Visual: Secondary star sprite orbiting the primary on an 8-second period.
Discovery
Stellar phenomena are only visible for discovered systems. Undiscovered systems with phenomena appear as normal fog-of-war blips until a scout or sensor range reveals them.
Identification
Hovering over a system with a phenomenon displays its type in the tooltip. The System Panel also shows phenomenon information when a system is selected.
System Restrictions
| Phenomenon | System Type | Spectral Type | Max per System |
|---|---|---|---|
| Black Hole | Hostile only | Any | 1 |
| Pulsar | Any | O or B only | 1 |
| Wormhole | Any | Any | 1 |
| Asteroid Belt | Any | Any | 1 |
| Binary Star | Any | F, G, or K only | 1 |
A system can have at most one phenomenon. Phenomena and anomalies are independent and can coexist on the same system.
Gameplay Effects
Each phenomenon type carries gameplay modifiers that scale with the phenomenon's intensity value. Higher intensity means a stronger effect.

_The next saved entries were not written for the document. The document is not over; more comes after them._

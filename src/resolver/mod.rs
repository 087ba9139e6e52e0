//! Category resolution.
//!
//! Exposes the navigation tree of each data source and, for the
//! region-coded IMF dataset, the tables that translate human-readable tree
//! labels (region names, country names) into the codes stored on records.
//! Nothing here fails: unknown labels resolve to `None` and missing
//! subtrees have no children.

mod tables;

use indexmap::{IndexMap, IndexSet};

use crate::dataset::Repository;
use crate::model::{CategoryTree, DataSource};

/// Region display name → ordered set of three-letter codes.
#[derive(Debug, Clone, Default, PartialEq, Eq)]
pub struct RegionMap {
    regions: IndexMap<String, IndexSet<String>>,
}

impl RegionMap {
    /// The reference table used by the IMF dataset.
    pub fn builtin() -> Self {
        Self {
            regions: tables::BUILTIN_REGIONS.clone(),
        }
    }

    /// Codes for a region, if the region is known.
    pub fn codes(&self, region: &str) -> Option<&IndexSet<String>> {
        self.regions.get(region)
    }

    /// Known region names in table order.
    pub fn regions(&self) -> impl Iterator<Item = &str> {
        self.regions.keys().map(String::as_str)
    }
}

impl<R, I> FromIterator<(R, I)> for RegionMap
where
    R: Into<String>,
    I: IntoIterator,
    I::Item: Into<String>,
{
    fn from_iter<T: IntoIterator<Item = (R, I)>>(iter: T) -> Self {
        Self {
            regions: iter
                .into_iter()
                .map(|(region, codes)| {
                    (region.into(), codes.into_iter().map(Into::into).collect())
                })
                .collect(),
        }
    }
}

/// Country display name → three-letter code.
#[derive(Debug, Clone, Default, PartialEq, Eq)]
pub struct CountryCodeMap {
    countries: IndexMap<String, String>,
}

impl CountryCodeMap {
    /// The reference table used by the IMF dataset.
    pub fn builtin() -> Self {
        Self {
            countries: tables::BUILTIN_COUNTRIES.clone(),
        }
    }

    /// Code for a country name, if known.
    pub fn code(&self, country: &str) -> Option<&str> {
        self.countries.get(country).map(String::as_str)
    }

    /// Number of known names.
    pub fn len(&self) -> usize {
        self.countries.len()
    }

    /// True when the table is empty.
    pub fn is_empty(&self) -> bool {
        self.countries.is_empty()
    }
}

impl<N: Into<String>, C: Into<String>> FromIterator<(N, C)> for CountryCodeMap {
    fn from_iter<T: IntoIterator<Item = (N, C)>>(iter: T) -> Self {
        Self {
            countries: iter
                .into_iter()
                .map(|(name, code)| (name.into(), code.into()))
                .collect(),
        }
    }
}

/// Both reference tables, read-only for the life of the process.
#[derive(Debug, Clone, Default, PartialEq, Eq)]
pub struct CodeTables {
    /// Region table.
    pub regions: RegionMap,
    /// Country table.
    pub countries: CountryCodeMap,
}

impl CodeTables {
    /// Built-in tables.
    pub fn builtin() -> Self {
        Self {
            regions: RegionMap::builtin(),
            countries: CountryCodeMap::builtin(),
        }
    }

    /// Custom tables, mostly for tests.
    pub fn new(regions: RegionMap, countries: CountryCodeMap) -> Self {
        Self { regions, countries }
    }
}

/// Read access to the category trees of a repository.
#[derive(Debug, Clone, Copy)]
pub struct CategoryResolver<'a> {
    repository: &'a Repository,
}

impl<'a> CategoryResolver<'a> {
    /// Resolver over a repository.
    pub fn new(repository: &'a Repository) -> Self {
        Self { repository }
    }

    /// Top-level tree for a source.
    pub fn categories_for(&self, source: DataSource) -> &'a CategoryTree {
        self.repository.dataset(source).categories()
    }

    /// Children of the node at `path` in a source's tree.
    pub fn children(&self, source: DataSource, path: &[&str]) -> Vec<String> {
        children_of(self.categories_for(source), path)
    }
}

/// Immediate children of the node at `path`, in insertion order.
///
/// An absent node yields an empty list.
pub fn children_of<S: AsRef<str>>(tree: &CategoryTree, path: &[S]) -> Vec<String> {
    tree.node(path)
        .map(|node| node.labels().map(str::to_string).collect())
        .unwrap_or_default()
}
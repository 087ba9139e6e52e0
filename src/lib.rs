//! datahub-catalog: browse, filter and flag dataset descriptors.
//!
//! The catalog holds two fixed datasets (India & States, and IMF) and lets a
//! user narrow them through a category tree, free-text search and per-record
//! flags, then page through the result. Flags persist across runs.
//!
//! # Quick Start
//!
//! ```rust,no_run
//! use datahub_catalog::api::Catalog;
//! use datahub_catalog::config::Config;
//! use datahub_catalog::model::FlagKind;
//!
//! fn main() -> datahub_catalog::Result<()> {
//!     let catalog = Catalog::open(Config::load()?)?;
//!
//!     let mut state = catalog.new_state();
//!     state.select_category("Economy");
//!     state.toggle_flag_filter(FlagKind::Bookmark);
//!
//!     let view = catalog.view(&state);
//!     println!("{} | {}", view.heading, view.showing);
//!     Ok(())
//! }
//! ```
//!
//! # Architecture
//!
//! - [`dataset`]: immutable, deduplicated datasets and their category trees
//! - [`resolver`]: category tree navigation and region/country code tables
//! - [`filter`]: selection, search and flag stages; sidebar facets
//! - [`flags`]: per-record flags with durable storage
//! - [`pagination`]: clamped page slicing
//! - [`browser`]: browsing session state and the derived page view
//! - [`auth`]: mock login gate
//! - [`api`]: high-level facade over all of the above
//! - [`cli`]: command-line interface
//! - [`config`]: configuration management
//! - [`error`]: error types and handling

#![warn(missing_docs)]
#![warn(rustdoc::missing_crate_level_docs)]

pub mod api;
pub mod auth;
pub mod browser;
pub mod cli;
pub mod config;
pub mod dataset;
pub mod error;
pub mod filter;
pub mod flags;
pub mod model;
pub mod pagination;
pub mod resolver;
pub mod util;

// Re-export commonly used types at the crate root
pub use error::{CatalogError, Result};
pub use model::{DataSource, DatasetRecord, FlagKind, SelectionPath};

/// Library version.
pub const VERSION: &str = env!("CARGO_PKG_VERSION");

/// Library name.
pub const NAME: &str = env!("CARGO_PKG_NAME");

/// Prelude module for convenient imports.
pub mod prelude {
    pub use crate::api::Catalog;
    pub use crate::browser::{BrowseView, BrowserState};
    pub use crate::error::{CatalogError, Result};
    pub use crate::filter::{FilterCriteria, FilterEngine};
    pub use crate::flags::{FlagSet, FlagStore};
    pub use crate::model::{DataSource, DatasetRecord, FlagKind, SelectionPath};
    pub use crate::pagination::{paginate, Page};
}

| Phenomenon | Effect | Scaling |
|---|---|---|
| Black Hole | Reduces fleet travel speed through the system | Speed penalty scales with intensity |
| Pulsar | Boosts research output for planets in the system | Research bonus scales with intensity |
| Asteroid Belt | Increases mineral (metal) production | Production bonus scales with intensity |
| Binary Star | Enhances energy production | Energy bonus scales with intensity |
| Nebula | Grants a defensive combat bonus to defenders | Defense bonus scales with intensity |
Strategic Implications
Phenomenon effects make system selection a deeper decision:
- Research hubs benefit from pulsar systems where lab output is amplified.
- Mining colonies thrive in asteroid belt systems with boosted mineral yields.
- Fortress worlds gain a natural advantage in nebula systems where defenders receive combat bonuses.
- Transit routes should avoid black hole systems unless the travel speed penalty is acceptable.
- Energy-hungry builds such as those powering shield generators or sensor arrays benefit from binary star systems.
Intensity varies between phenomena of the same type, so scouting systems before colonizing is important. A high-intensity pulsar system is significantly more valuable for research than a low-intensity one.